Takes zero or one string argument with the name of the file. Throws an exception if filename provided is either non-existent or cannot be read for any reason.

    $pars->read($filename);

    # The above is equivalent to the following
    $pars->filename($anotherfile);
    $pars->read();

Returns once all records have been read or if an exception is thrown for any parsing errors. This function will handle all open and close operations on all files even if any exception is thrown.

    use Try::Tiny;

    try {
        $pars->read('myfile.txt');
    } catch {
        print STDERR $_, "\n";
    }

You're better-off not overriding this subroutine. Override make_sense_of_line instead. If you want to intervene in the file open step you can't do it for now. A new version will explain how you can do that.

filename

Takes zero or one string argument with the name of a file. Returns the name of the file that was last opened if any. Returns undef if no file has been opened. This is most useful in generating error messages.

lines_parsed

Takes no arguments. Returns the number of lines last parsed.

    print $pars->lines_parsed, " lines were parsed\n";

This is also very useful for error message generation. See example under Synopsis.

make_sense_of_line

Takes exactly one string argument. This method can be overridden in derived classes to extract the relevant information from each line and store records. In general once the relevant data has been collected, you would want to call save_record. By default, this method saves the input string as the record. When you override this method, remember to either do that or call the SUPER::make_sense_of_line method.

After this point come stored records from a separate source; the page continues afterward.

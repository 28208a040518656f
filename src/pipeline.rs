//! Ordered classification rules.
//!
//! Rules run in list order. Each rule first scans every region against the
//! classification as it stood when the rule started, then assigns its target
//! category to all matches at once. The next rule sees those assignments.

use std::fmt;

use serde::de::{self, Deserializer};
use serde::{Deserialize, Serialize, Serializer};

use crate::error::{CurateError, Result};
use crate::filter::{FilterGroup, evaluate};
use crate::model::{AnnotationRegion, CategoryId, ClassificationMap, RegionId};

/// Identifier of a classification rule.
pub type RuleId = u64;

/// Which regions a rule considers, by their current category.
#[derive(Debug, Clone, Copy, PartialEq, Eq, Default)]
pub enum RuleSource {
    /// Every region regardless of category.
    #[default]
    Any,
    /// Only regions currently in this category.
    Category(CategoryId),
}

impl RuleSource {
    #[inline]
    pub fn accepts(&self, category: CategoryId) -> bool {
        match self {
            RuleSource::Any => true,
            RuleSource::Category(id) => *id == category,
        }
    }
}

impl fmt::Display for RuleSource {
    fn fmt(&self, f: &mut fmt::Formatter<'_>) -> fmt::Result {
        match self {
            RuleSource::Any => f.write_str("any"),
            RuleSource::Category(id) => write!(f, "{id}"),
        }
    }
}

impl Serialize for RuleSource {
    fn serialize<S: Serializer>(&self, serializer: S) -> std::result::Result<S::Ok, S::Error> {
        match self {
            RuleSource::Any => serializer.serialize_str("any"),
            RuleSource::Category(id) => serializer.serialize_i64(*id),
        }
    }
}

impl<'de> Deserialize<'de> for RuleSource {
    fn deserialize<D: Deserializer<'de>>(deserializer: D) -> std::result::Result<Self, D::Error> {
        #[derive(Deserialize)]
        #[serde(untagged)]
        enum Repr {
            Id(CategoryId),
            Text(String),
        }

        match Repr::deserialize(deserializer)? {
            Repr::Id(id) => Ok(RuleSource::Category(id)),
            Repr::Text(text) if text == "any" => Ok(RuleSource::Any),
            Repr::Text(text) => text
                .parse()
                .map(RuleSource::Category)
                .map_err(|_| de::Error::custom(format!("invalid fromClass '{text}'"))),
        }
    }
}

/// A reusable reclassification rule.
#[derive(Debug, Clone, PartialEq, Serialize, Deserialize)]
#[serde(rename_all = "camelCase")]
pub struct ClassificationRule {
    pub id: RuleId,
    pub name: String,
    pub enabled: bool,
    pub from_class: RuleSource,
    pub to_class: CategoryId,
    /// Snapshot of the filter tree taken when the rule was created.
    pub filter: FilterGroup,
}

impl ClassificationRule {
    /// Create a rule from the live editor tree.
    ///
    /// The tree is deep-copied so later edits to the editor never reach the rule.
    pub fn from_tree(
        id: RuleId,
        name: impl Into<String>,
        from_class: RuleSource,
        to_class: CategoryId,
        tree: &FilterGroup,
    ) -> Self {
        Self {
            id,
            name: name.into(),
            enabled: true,
            from_class,
            to_class,
            filter: tree.clone(),
        }
    }

    /// Regions this rule would reassign, given the classification at rule start.
    pub fn targets(
        &self,
        regions: &[AnnotationRegion],
        classification: &ClassificationMap,
    ) -> Vec<RegionId> {
        regions
            .iter()
            .filter(|region| {
                self.from_class
                    .accepts(classification.effective_category(region))
            })
            .filter(|region| evaluate(&self.filter, region, true, true))
            .map(|region| region.id)
            .collect()
    }
}

/// Number of regions one rule reassigned during a run.
#[derive(Debug, Clone, Copy, PartialEq, Eq)]
pub struct RuleOutcome {
    pub rule_id: RuleId,
    pub targets: usize,
}

/// Run every enabled rule in order and return the resulting classification.
///
/// The input map is left untouched. Manually added regions are not exempt.
pub fn run(
    rules: &[ClassificationRule],
    regions: &[AnnotationRegion],
    classification: &ClassificationMap,
) -> ClassificationMap {
    run_with_report(rules, regions, classification).0
}

/// Like [`run`], also reporting how many regions each enabled rule hit.
pub fn run_with_report(
    rules: &[ClassificationRule],
    regions: &[AnnotationRegion],
    classification: &ClassificationMap,
) -> (ClassificationMap, Vec<RuleOutcome>) {
    let mut working = classification.clone();
    let mut outcomes = Vec::new();

    for rule in rules.iter().filter(|r| r.enabled) {
        let targets = rule.targets(regions, &working);
        log::debug!(
            "⚙️ Rule '{}' ({} -> {}): {} targets",
            rule.name,
            rule.from_class,
            rule.to_class,
            targets.len()
        );
        for &id in &targets {
            working.set(id, rule.to_class);
        }
        outcomes.push(RuleOutcome {
            rule_id: rule.id,
            targets: targets.len(),
        });
    }

    log::info!(
        "✅ Ran {} classification rules over {} regions",
        outcomes.len(),
        regions.len()
    );
    (working, outcomes)
}

/// Ordered rule list. List order is execution order.
#[derive(Debug, Clone, Default, PartialEq, Serialize, Deserialize)]
#[serde(transparent)]
pub struct RuleList(Vec<ClassificationRule>);

impl RuleList {
    pub fn new(rules: Vec<ClassificationRule>) -> Self {
        Self(rules)
    }

    pub fn as_slice(&self) -> &[ClassificationRule] {
        &self.0
    }

    pub fn len(&self) -> usize {
        self.0.len()
    }

    pub fn is_empty(&self) -> bool {
        self.0.is_empty()
    }

    pub fn get(&self, id: RuleId) -> Option<&ClassificationRule> {
        self.0.iter().find(|r| r.id == id)
    }

    /// Smallest id greater than every existing rule id.
    pub fn next_id(&self) -> RuleId {
        self.0.iter().map(|r| r.id).max().map_or(1, |id| id + 1)
    }

    /// Snapshot `tree` into a new enabled rule appended at the end.
    pub fn create(
        &mut self,
        name: impl Into<String>,
        from_class: RuleSource,
        to_class: CategoryId,
        tree: &FilterGroup,
    ) -> RuleId {
        let id = self.next_id();
        let rule = ClassificationRule::from_tree(id, name, from_class, to_class, tree);
        log::debug!("➕ Created rule '{}' (id={})", rule.name, id);
        self.0.push(rule);
        id
    }

    pub fn remove(&mut self, id: RuleId) -> Result<ClassificationRule> {
        let index = self.position(id)?;
        Ok(self.0.remove(index))
    }

    /// Flip a rule's enabled flag, returning the new value.
    pub fn toggle(&mut self, id: RuleId) -> Result<bool> {
        let index = self.position(id)?;
        let rule = &mut self.0[index];
        rule.enabled = !rule.enabled;
        Ok(rule.enabled)
    }

    /// Swap a rule with its predecessor. No-op for the first rule.
    pub fn move_up(&mut self, id: RuleId) -> Result<()> {
        let index = self.position(id)?;
        if index > 0 {
            self.0.swap(index - 1, index);
        }
        Ok(())
    }

    /// Swap a rule with its successor. No-op for the last rule.
    pub fn move_down(&mut self, id: RuleId) -> Result<()> {
        let index = self.position(id)?;
        if index + 1 < self.0.len() {
            self.0.swap(index, index + 1);
        }
        Ok(())
    }

    /// Run the enabled rules of this list. See [`run`].
    pub fn run(
        &self,
        regions: &[AnnotationRegion],
        classification: &ClassificationMap,
    ) -> ClassificationMap {
        run(&self.0, regions, classification)
    }

    fn position(&self, id: RuleId) -> Result<usize> {
        self.0
            .iter()
            .position(|r| r.id == id)
            .ok_or(CurateError::RuleNotFound { id })
    }
}
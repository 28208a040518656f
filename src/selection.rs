//! Pointer hit testing, click toggling and drag-rectangle selection.
//!
//! The controller only resolves pointer input to region ids. Applying the
//! resulting toggles to the operator's edits is done by [`toggle_regions`],
//! which returns the new state instead of mutating the old one.

use crate::geometry::{Point, Rect};
use crate::model::{AnnotationRegion, CategoryId, ManualEdits, RegionId};
use crate::undo::Command;

/// Minimum drag extent (in device units, both axes) for a range selection.
pub const MIN_DRAG_DISTANCE: f64 = 2.0;

/// Maps device (CSS) pointer coordinates to the canvas's internal pixels.
///
/// The canvas may be displayed at a different size than its backing store,
/// so X and Y are scaled independently.
#[derive(Debug, Clone, Copy, PartialEq)]
pub struct CanvasMapping {
    pub internal_width: f64,
    pub internal_height: f64,
    pub displayed_width: f64,
    pub displayed_height: f64,
}

impl CanvasMapping {
    pub fn new(internal: (f64, f64), displayed: (f64, f64)) -> Self {
        Self {
            internal_width: internal.0,
            internal_height: internal.1,
            displayed_width: displayed.0,
            displayed_height: displayed.1,
        }
    }

    /// Mapping for a canvas shown at its native size.
    pub fn identity(width: f64, height: f64) -> Self {
        Self::new((width, height), (width, height))
    }

    fn scale(internal: f64, displayed: f64) -> f64 {
        if displayed > 0.0 { internal / displayed } else { 1.0 }
    }

    pub fn scale_x(&self) -> f64 {
        Self::scale(self.internal_width, self.displayed_width)
    }

    pub fn scale_y(&self) -> f64 {
        Self::scale(self.internal_height, self.displayed_height)
    }

    /// Convert a device-space point (relative to the canvas origin) to internal coordinates.
    pub fn to_internal(&self, x: f64, y: f64) -> Point {
        Point::new(x * self.scale_x(), y * self.scale_y())
    }
}

/// Topmost region containing `point`.
///
/// Regions are drawn in list order, so the last one drawn is checked first.
pub fn hit_test(regions: &[AnnotationRegion], point: Point) -> Option<RegionId> {
    regions
        .iter()
        .rev()
        .find(|region| region.contains(point.x, point.y))
        .map(|region| region.id)
}

/// Non-manual regions whose every vertex lies inside `rect`, in list order.
pub fn regions_in_rect(regions: &[AnnotationRegion], rect: &Rect) -> Vec<RegionId> {
    regions
        .iter()
        .filter(|region| !region.is_manual_added && rect.contains_all(&region.points))
        .map(|region| region.id)
        .collect()
}

#[derive(Debug, Clone, Copy, PartialEq)]
struct DragState {
    anchor_device: Point,
    current_device: Point,
    anchor: Point,
    current: Point,
}

/// What a finished pointer gesture selected.
#[derive(Debug, Clone, PartialEq, Eq)]
pub enum Selection {
    /// A click over nothing, or over a manually added region.
    Nothing,
    /// A click over a toggleable region.
    Click(RegionId),
    /// A drag rectangle and the regions fully inside it.
    Range(Vec<RegionId>),
}

impl Selection {
    /// Region ids to toggle, in order.
    pub fn ids(&self) -> &[RegionId] {
        match self {
            Selection::Nothing => &[],
            Selection::Click(id) => std::slice::from_ref(id),
            Selection::Range(ids) => ids,
        }
    }
}

/// Pointer state machine for hover, click and range selection.
#[derive(Debug, Clone)]
pub struct SelectionController {
    mapping: CanvasMapping,
    hovered: Option<RegionId>,
    drag: Option<DragState>,
}

impl SelectionController {
    pub fn new(mapping: CanvasMapping) -> Self {
        Self {
            mapping,
            hovered: None,
            drag: None,
        }
    }

    /// Update the mapping after the canvas was resized or re-laid out.
    pub fn set_mapping(&mut self, mapping: CanvasMapping) {
        self.mapping = mapping;
    }

    pub fn mapping(&self) -> &CanvasMapping {
        &self.mapping
    }

    /// Region currently under the pointer.
    pub fn hovered(&self) -> Option<RegionId> {
        self.hovered
    }

    pub fn is_dragging(&self) -> bool {
        self.drag.is_some()
    }

    /// Live drag rectangle in internal coordinates, for drawing feedback.
    pub fn selection_rect(&self) -> Option<Rect> {
        self.drag.map(|drag| Rect::from_corners(drag.anchor, drag.current))
    }

    /// Pointer pressed: anchor a potential drag rectangle.
    pub fn pointer_down(&mut self, device_x: f64, device_y: f64) {
        let device = Point::new(device_x, device_y);
        let mapped = self.mapping.to_internal(device_x, device_y);
        if self.drag.is_some() {
            log::warn!("Starting new drag while previous drag still active - forcing end");
        }
        self.drag = Some(DragState {
            anchor_device: device,
            current_device: device,
            anchor: mapped,
            current: mapped,
        });
        log::debug!("Range drag started at ({:.1}, {:.1})", mapped.x, mapped.y);
    }

    /// Pointer moved: extend the drag rectangle, or refresh the hover hit.
    pub fn pointer_move(
        &mut self,
        regions: &[AnnotationRegion],
        device_x: f64,
        device_y: f64,
    ) -> Option<RegionId> {
        let mapped = self.mapping.to_internal(device_x, device_y);
        if let Some(drag) = &mut self.drag {
            drag.current_device = Point::new(device_x, device_y);
            drag.current = mapped;
        }
        self.hovered = hit_test(regions, mapped);
        self.hovered
    }

    /// Pointer released: finish the gesture.
    ///
    /// A drag larger than [`MIN_DRAG_DISTANCE`] on both axes selects every
    /// non-manual region fully inside the rectangle. A drag within
    /// [`MIN_DRAG_DISTANCE`] on both axes is a click on the region under the
    /// pointer. Any other gesture selects nothing.
    pub fn pointer_up(
        &mut self,
        regions: &[AnnotationRegion],
        device_x: f64,
        device_y: f64,
    ) -> Selection {
        self.pointer_move(regions, device_x, device_y);
        let Some(drag) = self.drag.take() else {
            return self.click(regions);
        };

        let device_rect = Rect::from_corners(drag.anchor_device, drag.current_device);
        let wide = device_rect.width() > MIN_DRAG_DISTANCE;
        let tall = device_rect.height() > MIN_DRAG_DISTANCE;
        if wide && tall {
            let rect = Rect::from_corners(drag.anchor, drag.current);
            let ids = regions_in_rect(regions, &rect);
            log::debug!(
                "Range drag ended: {} regions inside ({:.1}, {:.1})-({:.1}, {:.1})",
                ids.len(),
                rect.min_x,
                rect.min_y,
                rect.max_x,
                rect.max_y
            );
            return Selection::Range(ids);
        }
        if wide || tall {
            log::debug!(
                "Drag of {:.1}x{:.1} device units is too thin for a range",
                device_rect.width(),
                device_rect.height()
            );
            return Selection::Nothing;
        }
        self.click(regions)
    }

    /// Abandon any in-progress drag.
    pub fn cancel(&mut self) {
        self.drag = None;
    }

    fn click(&self, regions: &[AnnotationRegion]) -> Selection {
        let Some(id) = self.hovered else {
            return Selection::Nothing;
        };
        let manual = regions
            .iter()
            .any(|region| region.id == id && region.is_manual_added);
        if manual {
            Selection::Nothing
        } else {
            Selection::Click(id)
        }
    }
}

/// Which state a selection toggles.
#[derive(Debug, Clone, Copy, PartialEq, Eq)]
pub enum ToggleMode {
    /// Toggle membership in the removal set.
    Removal,
    /// Toggle assignment to the active category.
    Classify(CategoryId),
}

/// Result of applying a selection to the operator's edits.
#[derive(Debug, Clone, PartialEq)]
pub struct ToggleOutcome {
    /// Edits after the toggles.
    pub edits: ManualEdits,
    /// Undoable record of the change, `None` if nothing was toggled.
    pub command: Option<Command>,
    /// Regions that entered the removal set or the active category.
    pub added: usize,
    /// Regions that left the removal set or the active category.
    pub removed: usize,
}

/// Toggle each region independently in `mode` and return the new edits.
///
/// In [`ToggleMode::Classify`] a region already in the active category loses
/// its override; any other region is assigned the active category.
pub fn toggle_regions(edits: &ManualEdits, mode: ToggleMode, ids: &[RegionId]) -> ToggleOutcome {
    let mut next = edits.clone();
    let mut commands = Vec::with_capacity(ids.len());
    let (mut added, mut removed) = (0, 0);

    for &region_id in ids {
        let command = match mode {
            ToggleMode::Removal => {
                let now_removed = !next.is_removed(region_id);
                next.set_removed(region_id, now_removed);
                if now_removed { added += 1 } else { removed += 1 }
                Command::SetRemoved {
                    region_id,
                    removed: now_removed,
                }
            }
            ToggleMode::Classify(category) => {
                let old = next.classification.get(region_id);
                let new = if old == Some(category) {
                    removed += 1;
                    None
                } else {
                    added += 1;
                    Some(category)
                };
                next.classification.restore(region_id, new);
                Command::SetCategory { region_id, old, new }
            }
        };
        commands.push(command);
    }

    let command = match commands.len() {
        0 => None,
        1 => commands.pop(),
        n => Some(Command::Batch {
            description: format!("Toggle {n} regions"),
            commands,
        }),
    };
    if command.is_some() {
        log::info!("✅ Selection: {added} added, {removed} removed");
    }

    ToggleOutcome {
        edits: next,
        command,
        added,
        removed,
    }
}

See Synopsis for how a derived class could write their own method to handle data. Below is an alternative way to override the method without calling save_record.

    package MyParser;
    use parent 'TextFileParser';

    sub make_sense_of_line {
        my ($self, $line) = @_;
        my $data = __extract_some_info($line);
        $self->SUPER::make_sense_of_line($data);
    }

Here's another example when you want to append the data from current line to the data collected from a previous line. In the below example, if a line starts with a '+' character then it is to be treated as a continuation of the previous line. Otherwise, any line that begins with anything other than '+' is to be treated as a new record.

    use strict;
    use warnings;
    package MultilineParser;
    use parent 'TextFileParser';
    use Exception::Class (
        'NothingOnLine', 
    );

    sub make_sense_of_line {
        my ($self, $line) = @_;
        my (@words) = split /\s+/, $line;
        $self->__throw_an_exception if not @words;
        my $method = ($words[0] eq '+') ? '__append_last_record' : '__save_new_record';
        $self->$method(@words);
    }

    sub __append_last_record {
        my ($self, $plus, @words) = @_;
        $self->__throw_an_exception if not @words;
        my $last_rec = $self->last_record;
        push @{last_rec}, @words;
    }

    sub __save_new_record {
        my ($self, @words) = @_;
        $self->save_record(\@words);
    }

    sub __throw_an_exception {
        my $self = shift;
        NothingOnLine->throw error => 'Nothing on line: '.$self->lines_parsed;
    }

save_record

Takes exactly one argument. It will save the argument as a record. You can save any data as long as you make it all into one single variable. It can be a reference to an array or a hash or whatever you like. But there must be one unit of data ; if no arguments are given to a call of save_record it will save undef.

See many examples above to see how this can be used.

get_records

Takes no arguments. Returns an array containing all the records that were read by the parser.

record_list_pointer

Takes no arguments and returns the reference to the array containing all the records. This may be useful if you want to re-order the records in some way.

last_record

Takes no arguments and returns the last saved record.

AUTHOR

Balaji Ramasubramanian <balajiram@cpan.org>

COPYRIGHT AND LICENSE

This software is copyright (c) 2018 by Balaji Ramasubramanian.

This is free software; you can redistribute it and/or modify it under the same terms as the Perl 5 programming language system itself.